[[ DATA LISTING, beginning ]]
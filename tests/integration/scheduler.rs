//! Scheduled transactions and the background flusher

use crate::common::*;
use std::panic::{self, AssertUnwindSafe};
use std::sync::{Arc, Barrier};
use std::thread;
use std::time::{Duration, Instant};

fn begin_scheduled(env: &TestEnv) -> Transaction {
    env.ctx
        .begin_scheduled_transaction("main", IsolationLevel::ReadCommitted)
        .unwrap()
}

fn wait_until(timeout: Duration, condition: impl Fn() -> bool) -> bool {
    let deadline = Instant::now() + timeout;
    while Instant::now() < deadline {
        if condition() {
            return true;
        }
        thread::sleep(Duration::from_millis(5));
    }
    condition()
}

#[test]
fn failed_transaction_is_back_in_the_list() {
    let env = TestEnv::new(ReadMode::Direct);
    {
        let mut ok = begin_scheduled(&env);
        ok.insert(&customer(1, "ann", "Berlin")).unwrap();
    }
    let failing = {
        let mut bad = begin_scheduled(&env);
        bad.update(&customer(2, "ghost", "Nowhere")).unwrap();
        bad.id()
    };
    assert_eq!(env.ctx.scheduler().pending_len(), 2);

    assert!(!env.ctx.scheduler().sequential_commit());
    assert_eq!(env.ctx.scheduler().pending_ids(), vec![failing]);
    assert_eq!(env.backend.rows("Customer").len(), 1);
}

#[test]
fn scheduled_drop_defers_the_write() {
    let env = TestEnv::new(ReadMode::Direct);
    {
        let mut txn = begin_scheduled(&env);
        assert_eq!(txn.mode(), TransactionMode::Scheduled);
        txn.insert(&customer(1, "ann", "Berlin")).unwrap();
    }
    assert!(env.backend.rows("Customer").is_empty());
    assert_eq!(env.backend.stats().scopes_begun, 0);

    assert!(env.ctx.scheduler().grouping_commit());
    assert_eq!(env.backend.rows("Customer").len(), 1);
}

#[test]
fn scheduled_drop_during_panic_is_discarded() {
    let env = TestEnv::new(ReadMode::Direct);
    let result = panic::catch_unwind(AssertUnwindSafe(|| {
        let mut txn = begin_scheduled(&env);
        txn.insert(&customer(1, "ann", "Berlin")).unwrap();
        panic!("caller failed halfway");
    }));
    assert!(result.is_err());
    assert_eq!(env.ctx.scheduler().pending_len(), 0);

    assert!(env.ctx.scheduler().sequential_commit());
    assert!(env.backend.rows("Customer").is_empty());
    assert_eq!(env.backend.stats().scopes_begun, 0);
}

#[test]
fn explicitly_committed_scheduled_transaction_is_not_scheduled() {
    let env = TestEnv::new(ReadMode::Direct);
    {
        let mut txn = begin_scheduled(&env);
        txn.insert(&customer(1, "ann", "Berlin")).unwrap();
        assert!(txn.commit().unwrap());
    }
    assert_eq!(env.ctx.scheduler().pending_len(), 0);
}

#[test]
fn dead_letter_bound_comes_from_config() {
    let mut config = DataAccessConfig::default();
    config.scheduler.max_commit_attempts = 2;
    let env = TestEnv::with_config(config, ReadMode::Direct);
    let failing = {
        let mut txn = begin_scheduled(&env);
        txn.delete(&customer(5, "eve", "Rome")).unwrap();
        txn.id()
    };

    assert!(!env.ctx.scheduler().sequential_commit());
    assert_eq!(env.ctx.scheduler().pending_len(), 1);
    assert!(!env.ctx.scheduler().sequential_commit());
    assert_eq!(env.ctx.scheduler().pending_len(), 0);

    let dead = env.ctx.scheduler().take_dead_letters();
    assert_eq!(dead.len(), 1);
    assert_eq!(dead[0].transaction.id(), failing);
    assert!(dead[0].last_error.is_none());
    let stats = env.ctx.scheduler().stats();
    assert_eq!((stats.requeued, stats.dead_lettered), (1, 1));
}

#[test]
fn flusher_commits_concurrent_hand_offs() {
    let mut config = DataAccessConfig::default();
    config.scheduler.flush_interval_ms = 5;
    let env = Arc::new(TestEnv::with_config(config, ReadMode::Direct));
    let flusher = env.ctx.spawn_flusher().unwrap();

    let barrier = Arc::new(Barrier::new(8));
    let handles: Vec<_> = (0..8)
        .map(|t| {
            let env = Arc::clone(&env);
            let barrier = Arc::clone(&barrier);
            thread::spawn(move || {
                barrier.wait();
                for i in 0..25 {
                    let mut txn = begin_scheduled(&env);
                    txn.insert(&customer(t * 100 + i, "c", "Lyon")).unwrap();
                }
            })
        })
        .collect();
    for handle in handles {
        handle.join().unwrap();
    }

    assert!(wait_until(Duration::from_secs(10), || {
        env.backend.rows("Customer").len() == 200
    }));
    flusher.shutdown();
    assert_eq!(env.ctx.scheduler().pending_len(), 0);
    assert_eq!(env.ctx.scheduler().stats().committed, 200);
}

#[test]
fn flusher_shutdown_drains_pending_work() {
    let env = TestEnv::new(ReadMode::Direct);
    let flusher = env.ctx.spawn_flusher().unwrap();
    for id in 0..3 {
        let mut txn = begin_scheduled(&env);
        txn.insert(&customer(id, "x", "Oslo")).unwrap();
    }
    drop(flusher);
    assert_eq!(env.backend.rows("Customer").len(), 3);
}
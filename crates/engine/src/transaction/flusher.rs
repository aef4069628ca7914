//! Background flusher for the transaction scheduler
//!
//! One named thread that calls
//! [`sequential_commit`](TransactionScheduler::sequential_commit) every
//! interval. Shutdown wakes it, waits for the pass in flight, and runs one
//! final pass so nothing appended before shutdown is left behind.

use std::sync::atomic::{AtomicU64, Ordering};
use std::sync::Arc;
use std::thread::JoinHandle;
use std::time::Duration;

use dataaccess_core::DataResult;
use parking_lot::{Condvar, Mutex, MutexGuard};
use tracing::{debug, error};

use super::TransactionScheduler;

#[derive(Default)]
struct FlushSignal {
    stop: bool,
    requested: bool,
}

struct FlusherShared {
    signal: Mutex<FlushSignal>,
    wake: Condvar,
    passes: AtomicU64,
}

/// Periodic flush of a [`TransactionScheduler`] on a background thread
pub struct SchedulerFlusher {
    shared: Arc<FlusherShared>,
    handle: Mutex<Option<JoinHandle<()>>>,
}

impl SchedulerFlusher {
    /// Start flushing `scheduler` every `interval`
    ///
    /// # Errors
    ///
    /// Returns `Io` if the thread cannot be spawned.
    pub fn spawn(scheduler: Arc<TransactionScheduler>, interval: Duration) -> DataResult<Self> {
        let shared = Arc::new(FlusherShared {
            signal: Mutex::new(FlushSignal::default()),
            wake: Condvar::new(),
            passes: AtomicU64::new(0),
        });

        let worker_shared = Arc::clone(&shared);
        let handle = std::thread::Builder::new()
            .name("dataaccess-flusher".to_string())
            .spawn(move || flush_loop(&worker_shared, &scheduler, interval))?;

        debug!(
            target: "dataaccess::scheduler",
            interval_ms = interval.as_millis() as u64,
            "Flusher started"
        );
        Ok(Self {
            shared,
            handle: Mutex::new(Some(handle)),
        })
    }

    /// Run a pass now instead of waiting for the interval
    pub fn flush_now(&self) {
        self.shared.signal.lock().requested = true;
        self.shared.wake.notify_one();
    }

    /// Completed flush passes
    pub fn passes(&self) -> u64 {
        self.shared.passes.load(Ordering::Acquire)
    }

    /// Stop the thread after a final pass; later calls do nothing
    pub fn shutdown(&self) {
        self.shared.signal.lock().stop = true;
        self.shared.wake.notify_all();

        if let Some(handle) = self.handle.lock().take() {
            if handle.join().is_err() {
                error!(target: "dataaccess::scheduler", "Flusher thread panicked");
            }
            debug!(target: "dataaccess::scheduler", "Flusher stopped");
        }
    }
}

impl Drop for SchedulerFlusher {
    fn drop(&mut self) {
        self.shutdown();
    }
}

fn flush_loop(shared: &FlusherShared, scheduler: &TransactionScheduler, interval: Duration) {
    // Flags are checked under the lock before waiting, so a stop or flush
    // request made while a pass runs is never missed.
    let mut signal = shared.signal.lock();
    while !signal.stop {
        if !signal.requested {
            shared.wake.wait_for(&mut signal, interval);
        }
        if signal.stop {
            break;
        }
        signal.requested = false;
        MutexGuard::unlocked(&mut signal, || run_pass(shared, scheduler));
    }
    drop(signal);
    run_pass(shared, scheduler);
}

fn run_pass(shared: &FlusherShared, scheduler: &TransactionScheduler) {
    // A panicking backend must not kill the flusher.
    let outcome =
        std::panic::catch_unwind(std::panic::AssertUnwindSafe(|| scheduler.sequential_commit()));
    match outcome {
        Ok(all_committed) => {
            if !all_committed {
                debug!(
                    target: "dataaccess::scheduler",
                    pending = scheduler.pending_len(),
                    "Flush left transactions pending"
                );
            }
        }
        Err(e) => error!(
            target: "dataaccess::scheduler",
            "flush pass panicked: {:?}",
            e.downcast_ref::<&str>().copied().unwrap_or("(non-string panic)")
        ),
    }
    shared.passes.fetch_add(1, Ordering::Release);
}
//! Core types and traits for the data access layer
//!
//! This crate defines the foundational types used throughout the system:
//! - Value / TypeTag: Column values and their type discriminator
//! - Criterion / Criteria: Filter predicates and cache fingerprints
//! - Record: One entity instance
//! - EntityInfo / EntityRegistry: Per-entity metadata, memoized per type
//! - DataError: Error taxonomy
//! - Traits: Backend capabilities (read, transient classification, scopes)

#![warn(missing_docs)]
#![warn(clippy::all)]

pub mod criterion;
pub mod entity;
pub mod error;
pub mod record;
pub mod traits;
pub mod value;

pub use criterion::{Criteria, Criterion};
pub use entity::{Entity, EntityInfo, EntityInfoBuilder, EntityRegistry, KeyDeclaration};
pub use error::{DataError, DataResult};
pub use record::Record;
pub use traits::{
    EntityRepository, IsolationLevel, RecordCursor, TransactionScope, TransactionScopeFactory,
};
pub use value::{TypeTag, Value};
//! Transaction scheduler
//!
//! Collects transactions whose commit was deferred and replays them in
//! batches. A flush drains the whole pending list under the lock, then
//! commits the drained transactions in parallel without holding it, so new
//! hand-offs never wait on backend I/O.
//!
//! A transaction that keeps failing is re-queued until it has failed
//! `max_commit_attempts` times, then moved to the dead-letter list.

use std::any::Any;
use std::panic::{self, AssertUnwindSafe};
use std::sync::atomic::{AtomicU64, Ordering};

use chrono::{DateTime, Utc};
use dataaccess_core::DataError;
use parking_lot::Mutex;
use rayon::prelude::*;
use tracing::{debug, error, info};
use uuid::Uuid;

use super::{ExitAction, Transaction};

/// Transaction given up on after too many failed commits
#[derive(Debug)]
pub struct DeadLetter {
    /// The transaction, with its queue intact
    pub transaction: Transaction,
    /// Error of the last attempt, `None` if a write failed logically
    pub last_error: Option<DataError>,
    /// When it was dead-lettered
    pub failed_at: DateTime<Utc>,
}

/// Snapshot of scheduler counters
#[derive(Debug, Clone, Copy, Default, PartialEq, Eq)]
pub struct SchedulerStats {
    /// Transactions waiting for the next flush
    pub pending: usize,
    /// Transactions committed by a flush
    pub committed: u64,
    /// Failed commits put back in the pending list
    pub requeued: u64,
    /// Transactions moved to the dead-letter list
    pub dead_lettered: u64,
}

#[derive(Default)]
struct Counters {
    committed: AtomicU64,
    requeued: AtomicU64,
    dead_lettered: AtomicU64,
}

/// Pending list of deferred transactions
pub struct TransactionScheduler {
    pending: Mutex<Vec<Transaction>>,
    dead_letters: Mutex<Vec<DeadLetter>>,
    max_commit_attempts: u32,
    counters: Counters,
}

impl TransactionScheduler {
    /// Scheduler that dead-letters a transaction after
    /// `max_commit_attempts` failed commits (0 = retry forever)
    pub fn new(max_commit_attempts: u32) -> Self {
        Self {
            pending: Mutex::new(Vec::new()),
            dead_letters: Mutex::new(Vec::new()),
            max_commit_attempts,
            counters: Counters::default(),
        }
    }

    /// Failed commits allowed before dead-lettering (0 = unbounded)
    pub fn max_commit_attempts(&self) -> u32 {
        self.max_commit_attempts
    }

    /// Add a transaction to the pending list
    ///
    /// Committed transactions are ignored. The scheduler owns the
    /// transaction from now on: dropping it later does not commit it.
    pub fn append(&self, mut transaction: Transaction) {
        transaction.exit = ExitAction::Nothing;
        if transaction.is_committed() {
            return;
        }
        debug!(
            target: "dataaccess::scheduler",
            txn_id = %transaction.id(),
            actions = transaction.pending_len(),
            "Transaction scheduled"
        );
        self.pending.lock().push(transaction);
    }

    /// Drain the pending list and commit every drained transaction in parallel
    ///
    /// Failed transactions go back to the pending list, or to the dead-letter
    /// list once out of attempts. Returns `true` only if every drained
    /// transaction committed.
    pub fn sequential_commit(&self) -> bool {
        let batch = std::mem::take(&mut *self.pending.lock());
        if batch.is_empty() {
            return true;
        }
        let drained = batch.len();

        let outcomes: Vec<(Transaction, Result<bool, DataError>)> = batch
            .into_par_iter()
            .map(|mut transaction| {
                let outcome = panic::catch_unwind(AssertUnwindSafe(|| transaction.commit()))
                    .unwrap_or_else(|payload| Err(commit_panicked(&transaction, payload)));
                (transaction, outcome)
            })
            .collect();

        let mut committed = 0usize;
        for (transaction, outcome) in outcomes {
            match outcome {
                Ok(true) => committed += 1,
                Ok(false) => self.requeue(transaction, None),
                Err(e) => self.requeue(transaction, Some(e)),
            }
        }
        self.counters
            .committed
            .fetch_add(committed as u64, Ordering::Relaxed);

        info!(
            target: "dataaccess::scheduler",
            drained,
            committed,
            failed = drained - committed,
            "Flushed scheduled transactions"
        );
        committed == drained
    }

    /// Same as [`sequential_commit`](Self::sequential_commit)
    ///
    /// Kept as a separate entry point so a grouping strategy (per backend or
    /// per entity) can be introduced without changing callers.
    pub fn grouping_commit(&self) -> bool {
        self.sequential_commit()
    }

    fn requeue(&self, transaction: Transaction, last_error: Option<DataError>) {
        let exhausted = self.max_commit_attempts > 0
            && transaction.commit_attempts() >= self.max_commit_attempts;
        if !exhausted {
            self.counters.requeued.fetch_add(1, Ordering::Relaxed);
            self.pending.lock().push(transaction);
            return;
        }

        let reason = last_error
            .as_ref()
            .map_or_else(|| "write rejected by backend".to_string(), |e| e.to_string());
        error!(
            target: "dataaccess::scheduler",
            txn_id = %transaction.id(),
            attempts = transaction.commit_attempts(),
            actions = transaction.pending_len(),
            reason = %reason,
            "Transaction dead-lettered"
        );
        self.counters.dead_lettered.fetch_add(1, Ordering::Relaxed);
        self.dead_letters.lock().push(DeadLetter {
            transaction,
            last_error,
            failed_at: Utc::now(),
        });
    }

    /// Number of transactions waiting for the next flush
    pub fn pending_len(&self) -> usize {
        self.pending.lock().len()
    }

    /// Ids of the transactions waiting for the next flush
    pub fn pending_ids(&self) -> Vec<Uuid> {
        self.pending.lock().iter().map(Transaction::id).collect()
    }

    /// Remove and return every dead-lettered transaction
    pub fn take_dead_letters(&self) -> Vec<DeadLetter> {
        std::mem::take(&mut *self.dead_letters.lock())
    }

    /// Snapshot of the counters
    pub fn stats(&self) -> SchedulerStats {
        SchedulerStats {
            pending: self.pending_len(),
            committed: self.counters.committed.load(Ordering::Relaxed),
            requeued: self.counters.requeued.load(Ordering::Relaxed),
            dead_lettered: self.counters.dead_lettered.load(Ordering::Relaxed),
        }
    }
}

/// Turn a panic raised by a backend during commit into a failed attempt
fn commit_panicked(transaction: &Transaction, payload: Box<dyn Any + Send>) -> DataError {
    let message = payload
        .downcast_ref::<&str>()
        .map(|s| s.to_string())
        .or_else(|| payload.downcast_ref::<String>().cloned())
        .unwrap_or_else(|| "(non-string panic)".to_string());
    error!(
        target: "dataaccess::scheduler",
        txn_id = %transaction.id(),
        panic = %message,
        "Commit panicked"
    );
    DataError::backend(format!("commit panicked: {}", message))
}

impl Default for TransactionScheduler {
    fn default() -> Self {
        Self::new(0)
    }
}

impl std::fmt::Debug for TransactionScheduler {
    fn fmt(&self, f: &mut std::fmt::Formatter<'_>) -> std::fmt::Result {
        f.debug_struct("TransactionScheduler")
            .field("pending", &self.pending_len())
            .field("max_commit_attempts", &self.max_commit_attempts)
            .finish()
    }
}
[[ DATA LISTING, end ]]
## WHAT IS BEING ASKED:
Your task for the entries above: copy exactly the span starting with the line with "cannot be spawned." and going on through the line with "pub fn flush_now(&self)", both lines included, and nothing else.

## FINISHED TASK:
    /// Returns `Io` if the thread cannot be spawned.
    pub fn spawn(scheduler: Arc<TransactionScheduler>, interval: Duration) -> DataResult<Self> {
        let shared = Arc::new(FlusherShared {
            signal: Mutex::new(FlushSignal::default()),
            wake: Condvar::new(),
            passes: AtomicU64::new(0),
        });

        let worker_shared = Arc::clone(&shared);
        let handle = std::thread::Builder::new()
            .name("dataaccess-flusher".to_string())
            .spawn(move || flush_loop(&worker_shared, &scheduler, interval))?;

        debug!(
            target: "dataaccess::scheduler",
            interval_ms = interval.as_millis() as u64,
            "Flusher started"
        );
        Ok(Self {
            shared,
            handle: Mutex::new(Some(handle)),
        })
    }

    /// Run a pass now instead of waiting for the interval
    pub fn flush_now(&self) {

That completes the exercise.